Transpose les compositions de musique de film en partitions orchestrales jouables pour 20–40 systèmes instrumentaux, en tenant compte des plages de fréquences de 16 Hz à 4.186 Hz.
Détails techniques
Un orchestrateur de film travaille avec des partitions de 20 à 40 systèmes simultanément et doit tenir compte des plages de fréquences allant de 16,35 Hz (contrebasse) à 4 186 Hz (piccolo). Les orchestrateurs modernes utilisent des logiciels comme Sibelius ou Finale, qui créent automatiquement des parties transposées pour les instruments à vent – par exemple, les clarinettes en si bémol (sonnent une ton plus bas) ou les cors en fa (quinte plus bas). La partition contient des indications de dynamique précises allant de ppp (-40 dB) à fff (+20 dB) ainsi que des signes d'articulation pour les techniques de jeu comme le trémolo, le pizzicato ou le glissando.
Histoire et développement
En 1933, Max Steiner a introduit pour la première fois l'orchestration systématique à Hollywood avec "King Kong", composant et orchestrant lui-même. À partir des années 1940, la division du travail entre compositeur et orchestrateur s'est établie en raison de la pression du temps – John Williams collabore continuellement avec l'orchestrateur Herbert Spencer depuis 1974. Danny Elfman collabore avec Steve Bartek depuis 1985, qui traduit les combinaisons d'instruments souvent peu conventionnelles d'Elfman en partitions jouables. La numérisation depuis 2000 permet aujourd'hui des maquettes avec des bibliothèques d'échantillons comme Vienna Symphonic Library, qui transmettent aux orchestrateurs des idées sonores précises.

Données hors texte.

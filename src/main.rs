//! Gadget store CLI - query and edit the catalog's triple store from the shell.
//!
//! Usage:
//!   gadgetstore queries
//!   gadgetstore run order-list
//!   gadgetstore query 'SELECT ?p WHERE { ?p a ex:Product }'
//!   gadgetstore add-product iPhone15 --brand Apple --category Smartphone --label "iPhone 15"
//!   gadgetstore import batch.json

use clap::{Parser, Subcommand};
use gadgetstore::api::{CatalogApi, EntityAttributes};
use gadgetstore::core::EntityKind;
use gadgetstore::sources::relational_source::{JsonFileSource, SourceValue};
use gadgetstore::storage::util::StoreConfig;
use std::fs;
use std::path::PathBuf;
use tracing_subscriber::EnvFilter;

#[derive(Parser, Debug)]
#[command(name = "gadgetstore")]
#[command(about = "Storefront catalog stored as triples, queried with graph patterns")]
struct Args {
    /// Turtle file the catalog is loaded from and saved to
    #[arg(short, long, env = "GADGETSTORE_DATA_FILE", default_value = "data_gadget.ttl")]
    data_file: PathBuf,

    /// Skip the class and property declarations
    #[arg(long)]
    no_seed: bool,

    #[command(subcommand)]
    command: Command,
}

#[derive(Subcommand, Debug)]
enum Command {
    /// Run query text given inline or read from a file
    Query {
        text: Option<String>,
        #[arg(short, long, conflicts_with = "text")]
        file: Option<PathBuf>,
    },
    /// Run a named query
    Run { key: String },
    /// List the named queries
    Queries,
    /// Import a relational batch exported as JSON
    Import { batch: PathBuf },
    /// Print the store as Turtle
    Export,
    /// List entity ids of one kind (product, category, brand, customer, order)
    List { kind: EntityKind },
    /// Show every product with its label, brand and category
    Products,
    /// Show every customer with their name
    Customers,
    /// Statement and entity counts
    Stats,
    AddBrand { id: String },
    AddCategory { id: String },
    AddProduct {
        id: String,
        #[arg(long)]
        brand: String,
        #[arg(long)]
        category: String,
        #[arg(long)]
        label: Option<String>,
    },
    AddCustomer {
        id: String,
        #[arg(long)]
        name: String,
    },
    AddOrder {
        id: String,
        #[arg(long)]
        customer: String,
        #[arg(long)]
        total_price: String,
        /// ISO date, e.g. 2024-05-01
        #[arg(long)]
        order_date: String,
        /// Product ids, repeatable
        #[arg(long = "product", required = true)]
        products: Vec<String>,
    },
    /// Link two entities (hasBrand, belongsToCategory, purchasedBy, orderContains)
    Link { subject: String, predicate: String, object: String },
}

fn main() -> Result<(), Box<dyn std::error::Error>> {
    tracing_subscriber::fmt()
        .with_env_filter(EnvFilter::try_from_default_env().unwrap_or_else(|_| EnvFilter::new("warn")))
        .with_writer(std::io::stderr)
        .init();

    let args = Args::parse();
    let config = StoreConfig { data_file: args.data_file, seed_schema: !args.no_seed, autosave: true };
    let mut catalog = CatalogApi::open(config)?;

    match args.command {
        Command::Query { text, file } => {
            let text = match (text, file) {
                (Some(text), _) => text,
                (None, Some(path)) => fs::read_to_string(path)?,
                (None, None) => return Err("query text or --file is required".into()),
            };
            print!("{}", catalog.run_query_text(&text)?);
        }
        Command::Run { key } => {
            print!("{}", catalog.run_named_query(&key)?);
        }
        Command::Queries => {
            for named in catalog.named_queries() {
                println!("{}\t{}\t{}", named.key, named.title, named.description);
            }
        }
        Command::Import { batch } => {
            let summary = catalog.import_from(&JsonFileSource::new(batch))?;
            println!(
                "Imported {} brands, {} categories, {} products, {} customers, {} orders, {} order links ({} new statements)",
                summary.brands,
                summary.categories,
                summary.products,
                summary.customers,
                summary.orders,
                summary.order_links,
                summary.statements_added
            );
        }
        Command::Export => print!("{}", catalog.export_turtle()?),
        Command::List { kind } => {
            for id in catalog.list_entities(kind) {
                println!("{}", id);
            }
        }
        Command::Products => print!("{}", catalog.product_overview()),
        Command::Customers => print!("{}", catalog.customer_overview()),
        Command::Stats => {
            let stats = catalog.stats();
            println!("statements\t{}", stats.statements);
            println!("products\t{}", stats.products);
            println!("categories\t{}", stats.categories);
            println!("brands\t{}", stats.brands);
            println!("customers\t{}", stats.customers);
            println!("orders\t{}", stats.orders);
            println!("named_queries\t{}", stats.named_queries);
        }
        Command::AddBrand { id } => add(&mut catalog, EntityKind::Brand, &id, EntityAttributes::default())?,
        Command::AddCategory { id } => {
            add(&mut catalog, EntityKind::Category, &id, EntityAttributes::default())?
        }
        Command::AddProduct { id, brand, category, label } => {
            let attrs =
                EntityAttributes { brand: Some(brand), category: Some(category), label, ..Default::default() };
            add(&mut catalog, EntityKind::Product, &id, attrs)?
        }
        Command::AddCustomer { id, name } => {
            let attrs = EntityAttributes { name: Some(name), ..Default::default() };
            add(&mut catalog, EntityKind::Customer, &id, attrs)?
        }
        Command::AddOrder { id, customer, total_price, order_date, products } => {
            let attrs = EntityAttributes {
                customer: Some(customer),
                total_price: Some(SourceValue::Text(total_price)),
                order_date: Some(order_date),
                products,
                ..Default::default()
            };
            add(&mut catalog, EntityKind::Order, &id, attrs)?
        }
        Command::Link { subject, predicate, object } => {
            catalog.insert_relationship(&subject, &predicate, &object)?;
            println!("Linked {} {} {}", subject, predicate, object);
        }
    }

    Ok(())
}

fn add(
    catalog: &mut CatalogApi,
    kind: EntityKind,
    id: &str,
    attrs: EntityAttributes,
) -> Result<(), Box<dyn std::error::Error>> {
    catalog.insert_entity(kind, id, &attrs)?;
    println!("{} {} added", kind, id);
    Ok(())
}
//! Scripted peer session over the loopback relay
//!
//! Drives one full negotiation against a [`SessionManager`]: pairing, a proposal
//! asking for `personal_sign`, one signing request on the approved session and
//! teardown.

use crate::approval::{ApprovalDecision, ChannelApprovalSurface};
use crate::capability::namespace_of;
use crate::manager::SessionManager;
use crate::relay::{LoopbackRelay, PairingUri, RelayCall};
use crate::types::{
    PeerMetadata, Proposal, ProposalId, ProposalNamespace, ProposalNamespaces, RelayProtocol,
    RequestId, RpcRequest, RpcResponse, Session, SessionRequest, Validation, VerifyContext,
};
use crate::{Error, Result};
use alloy::hex;
use secrecy::SecretString;
use serde::Serialize;
use serde_json::json;
use std::sync::atomic::{AtomicU64, Ordering};
use std::sync::Arc;
use std::time::Duration;
use tokio::sync::broadcast;
use tokio::sync::broadcast::error::RecvError;
use uuid::Uuid;

const RELAY_PROTOCOL: &str = "irn";
const RESPONSE_TIMEOUT: Duration = Duration::from_secs(30);

/// A dapp on the other end of the loopback relay
pub struct SimulatedPeer {
    relay: Arc<LoopbackRelay>,
    metadata: PeerMetadata,
    pairing_topic: String,
    next_id: AtomicU64,
}

impl SimulatedPeer {
    pub fn new(relay: Arc<LoopbackRelay>, name: impl Into<String>) -> Self {
        let pairing_topic = blake3::hash(Uuid::new_v4().as_bytes()).to_hex().to_string();
        Self {
            relay,
            metadata: PeerMetadata {
                name: name.into(),
                description: "Scripted peer on the loopback relay".to_string(),
                url: "https://demo.dapp.local".to_string(),
                icons: Vec::new(),
            },
            pairing_topic,
            next_id: AtomicU64::new(1),
        }
    }

    pub fn pairing_topic(&self) -> &str {
        &self.pairing_topic
    }

    /// URI the wallet would scan to pair with this peer
    pub fn pairing_uri(&self) -> String {
        let sym_key = blake3::hash(Uuid::new_v4().as_bytes()).to_hex().to_string();
        PairingUri::new(
            self.pairing_topic.clone(),
            RELAY_PROTOCOL,
            SecretString::from(sym_key),
        )
        .to_uri_string()
    }

    fn next_id(&self) -> u64 {
        self.next_id.fetch_add(1, Ordering::SeqCst)
    }

    /// Ask for a session on `chain_id` with `personal_sign`
    pub fn propose(&self, chain_id: &str) -> ProposalId {
        let mut required = ProposalNamespaces::new();
        required.insert(
            namespace_of(chain_id).to_string(),
            ProposalNamespace {
                chains: vec![chain_id.to_string()],
                methods: vec!["personal_sign".to_string()],
                events: vec!["accountsChanged".to_string()],
            },
        );
        let mut optional = ProposalNamespaces::new();
        optional.insert(
            namespace_of(chain_id).to_string(),
            ProposalNamespace {
                chains: vec![chain_id.to_string()],
                methods: vec!["eth_sign".to_string()],
                events: vec!["chainChanged".to_string()],
            },
        );

        let id = self.next_id();
        self.relay.propose(Proposal {
            id,
            proposer: self.metadata.clone(),
            relays: vec![RelayProtocol::new(RELAY_PROTOCOL)],
            required_namespaces: required,
            optional_namespaces: optional,
            pairing_topic: self.pairing_topic.clone(),
            verify_context: self.verify_context(),
        });
        id
    }

    /// Ask `account` to `personal_sign` `message` over `session`
    pub fn sign(&self, session: &Session, chain_id: &str, account: &str, message: &str) -> RequestId {
        let id = self.next_id();
        self.relay.request(SessionRequest {
            topic: session.topic.clone(),
            id,
            chain_id: chain_id.to_string(),
            request: RpcRequest {
                method: "personal_sign".to_string(),
                params: json!([hex::encode_prefixed(message.as_bytes()), account]),
            },
            verify_context: self.verify_context(),
        });
        id
    }

    fn verify_context(&self) -> VerifyContext {
        VerifyContext {
            origin: self.metadata.url.clone(),
            validation: Validation::Unknown,
            ..Default::default()
        }
    }
}

/// Approval surface that answers every prompt with `decision`
pub fn auto_approval(decision: ApprovalDecision) -> ChannelApprovalSurface {
    let (surface, mut prompts) = ChannelApprovalSurface::new();
    tokio::spawn(async move {
        while let Some(mut prompt) = prompts.recv().await {
            tracing::info!(
                proposal_id = prompt.request.proposal_id,
                peer = %prompt.request.peer_name,
                ?decision,
                "Answering connection request"
            );
            prompt.responder.decide(decision);
        }
    });
    surface
}

/// What the scripted peer observed
#[derive(Debug, Serialize)]
pub struct DemoReport {
    pub pairing_topic: String,
    pub proposal_id: ProposalId,
    pub session_topic: Option<String>,
    pub account: Option<String>,
    pub response: Option<RpcResponse>,
}

/// Run one scripted session against `manager`, closing it afterwards
pub async fn run(
    manager: &SessionManager,
    relay: Arc<LoopbackRelay>,
    message: &str,
) -> Result<DemoReport> {
    let mut calls = relay.subscribe_calls();
    let peer = SimulatedPeer::new(relay, "Demo Dapp");
    let chain_id = manager.config().chain_id.clone();

    manager.pair(&peer.pairing_uri()).await?;
    let proposal_id = peer.propose(&chain_id);

    let mut report = DemoReport {
        pairing_topic: peer.pairing_topic().to_string(),
        proposal_id,
        session_topic: None,
        account: None,
        response: None,
    };

    let decision_wait = manager.config().approval.timeout() + Duration::from_secs(5);
    let decided = next_call(&mut calls, decision_wait, |call| {
        matches!(call, RelayCall::Approve { params, .. } if params.id == proposal_id)
            || matches!(call, RelayCall::Reject { id, .. } if *id == proposal_id)
    })
    .await;

    let session = match decided {
        Ok(RelayCall::Approve { session, .. }) => Some(session),
        Ok(_) => {
            tracing::info!(proposal_id, "Proposal was rejected");
            None
        }
        Err(e) => {
            manager.close().await;
            return Err(e);
        }
    };

    if let Some(session) = session {
        let account = session
            .namespaces
            .values()
            .flat_map(|namespace| namespace.accounts.iter())
            .find_map(|account| account.rsplit(':').next())
            .map(str::to_string);
        report.session_topic = Some(session.topic.clone());

        if let Some(account) = &account {
            let request_id = peer.sign(&session, &chain_id, account, message);
            let responded = next_call(&mut calls, RESPONSE_TIMEOUT, |call| {
                matches!(call, RelayCall::Respond { response, .. } if response.id() == request_id)
            })
            .await;
            match responded {
                Ok(RelayCall::Respond { response, .. }) => report.response = Some(response),
                Ok(_) => {}
                Err(e) => tracing::warn!(request_id, error = %e, "No response to signing request"),
            }
        }
        report.account = account;
    }

    manager.close().await;
    Ok(report)
}

async fn next_call(
    calls: &mut broadcast::Receiver<RelayCall>,
    wait: Duration,
    wanted: impl Fn(&RelayCall) -> bool,
) -> Result<RelayCall> {
    let deadline = tokio::time::Instant::now() + wait;
    loop {
        match tokio::time::timeout_at(deadline, calls.recv()).await {
            Ok(Ok(call)) if wanted(&call) => return Ok(call),
            Ok(Ok(_)) | Ok(Err(RecvError::Lagged(_))) => continue,
            Ok(Err(RecvError::Closed)) => {
                return Err(Error::Relay("loopback relay went away".to_string()))
            }
            Err(_) => {
                return Err(Error::Relay(format!(
                    "peer saw no reply within {:?}",
                    wait
                )))
            }
        }
    }
}

#[cfg(test)]
mod tests {
    use super::*;
    use crate::capability::{EvmSigningCapability, StaticCapabilityProvider};
    use crate::config::{Config, RelayConfig};
    use crate::relay::LoopbackConnector;

    const TEST_KEY: &str = "0xac0974bec39a17e36ba4a6b4d238ff944bacb478cbed5efcae784d7bf4f2ff80";

    fn manager(relay: Arc<LoopbackRelay>, decision: ApprovalDecision) -> SessionManager {
        let config = Config {
            relay: RelayConfig {
                project_id: "demo".to_string(),
                relay_url: "wss://relay.test".to_string(),
            },
            ..Config::default()
        };
        let capability =
            EvmSigningCapability::from_secret(&SecretString::from(TEST_KEY.to_string()), "eip155:1")
                .unwrap();

        SessionManager::builder(config)
            .relay(Arc::new(LoopbackConnector::new(relay)))
            .capabilities(Arc::new(StaticCapabilityProvider::new(Arc::new(capability))))
            .approvals(Arc::new(auto_approval(decision)))
            .build()
            .unwrap()
    }

    #[tokio::test]
    async fn approved_demo_signs_message() {
        let relay = Arc::new(LoopbackRelay::new());
        let manager = manager(relay.clone(), ApprovalDecision::Approved);

        let report = run(&manager, relay.clone(), "hello from the demo").await.unwrap();

        assert!(report.session_topic.is_some());
        assert_eq!(
            report.account.as_deref().map(str::to_lowercase).as_deref(),
            Some("0xf39fd6e51aad88f6f4ce6ab8827279cfffb92266")
        );
        let response = report.response.expect("signing response");
        assert!(!response.is_error());
        assert!(!manager.has_session().await);
        assert!(relay
            .calls()
            .iter()
            .any(|call| matches!(call, RelayCall::Disconnect { .. })));
    }

    #[tokio::test]
    async fn rejected_demo_has_no_session() {
        let relay = Arc::new(LoopbackRelay::new());
        let manager = manager(relay.clone(), ApprovalDecision::Rejected);

        let report = run(&manager, relay, "hello").await.unwrap();

        assert!(report.session_topic.is_none());
        assert!(report.response.is_none());
    }

    #[test]
    fn pairing_uri_round_trips() {
        let peer = SimulatedPeer::new(Arc::new(LoopbackRelay::new()), "Peer");
        let uri = PairingUri::parse(&peer.pairing_uri()).unwrap();
        assert_eq!(uri.topic, peer.pairing_topic());
        assert_eq!(uri.relay_protocol, RELAY_PROTOCOL);
    }
}
//! Approval surface backed by a message channel
//!
//! Each opened request is forwarded as an [`ApprovalPrompt`] to whatever task owns
//! the receiving end (a UI process bridge, a scripted peer in tests, ...).

use super::{ApprovalRequest, ApprovalResponder, ApprovalSurface, PendingApproval};
use crate::{Error, Result};
use async_trait::async_trait;
use tokio::sync::mpsc;

/// A connection request plus the means to answer it
#[derive(Debug)]
pub struct ApprovalPrompt {
    pub request: ApprovalRequest,
    pub responder: ApprovalResponder,
}

/// Forwards approval requests over an unbounded channel
#[derive(Clone)]
pub struct ChannelApprovalSurface {
    tx: mpsc::UnboundedSender<ApprovalPrompt>,
}

impl ChannelApprovalSurface {
    pub fn new() -> (Self, mpsc::UnboundedReceiver<ApprovalPrompt>) {
        let (tx, rx) = mpsc::unbounded_channel();
        (Self { tx }, rx)
    }
}

#[async_trait]
impl ApprovalSurface for ChannelApprovalSurface {
    async fn open(&self, request: ApprovalRequest) -> Result<PendingApproval> {
        let (pending, responder) = PendingApproval::channel(request.proposal_id);
        tracing::debug!(proposal_id = request.proposal_id, "Opening approval prompt");

        self.tx
            .send(ApprovalPrompt { request, responder })
            .map_err(|_| Error::Approval("approval surface is not running".to_string()))?;

        Ok(pending)
    }
}

#[cfg(test)]
mod tests {
    use super::*;
    use crate::approval::{ApprovalDecision, ApprovalKind, ApprovalOutcome};
    use std::time::Duration;

    fn request() -> ApprovalRequest {
        ApprovalRequest {
            proposal_id: 3,
            kind: ApprovalKind::Connect,
            question: "Do you want to connect to TestDapp?".to_string(),
            approve_response: String::new(),
            reject_response: String::new(),
            peer_name: "TestDapp".to_string(),
            description: String::new(),
            dapp_url: String::new(),
            dapp_image: None,
        }
    }

    #[tokio::test]
    async fn forwards_prompt_and_decision() {
        let (surface, mut prompts) = ChannelApprovalSurface::new();
        let mut pending = surface.open(request()).await.unwrap();

        let mut prompt = prompts.recv().await.expect("prompt");
        assert_eq!(prompt.request.peer_name, "TestDapp");
        assert_eq!(prompt.responder.proposal_id(), 3);
        assert!(prompt.responder.reject());

        assert_eq!(
            pending.wait(Duration::from_secs(1)).await,
            ApprovalOutcome::Decided(ApprovalDecision::Rejected)
        );
    }

    #[tokio::test]
    async fn open_fails_without_receiver() {
        let (surface, prompts) = ChannelApprovalSurface::new();
        drop(prompts);
        let err = surface.open(request()).await.unwrap_err();
        assert!(matches!(err, Error::Approval(_)));
    }
}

Utilisation pratique au cinéma
Pour "Star Wars" (1977), Herbert Spencer a orchestré les esquisses au piano de John Williams pour le London Symphony Orchestra en seulement trois semaines. Thomas Newman compose des démos électroniques que son orchestrateur William Ross traduit en partitions hybrides pour orchestre et synthétiseurs, comme pour "1917" (2019). Hans Zimmer travaille différemment : il programme des versions électroniques complètes que des orchestrateurs comme Bruce Fowler transforment en notation d'orchestre, où souvent seulement 30 à 50 % sont effectivement enregistrés par un orchestre.
Comparaison et alternatives
L'arrangeur adapte une musique existante pour de nouveaux effectifs, tandis que l'orchestrateur met en musique des compositions originales. L'orchestration MIDI avec des logiciels comme NotePerformer remplace de plus en plus les tâches d'orchestration simples, mais n'atteint pas la nuance de l'expertise humaine pour les passages complexes. Les partitions hybrides combinent des éléments basés sur des échantillons avec un orchestre live, l'orchestrateur décidant quels instruments sont joués en direct – généralement les cordes et les solos de cuivres, tandis que la percussion reste souvent numérique.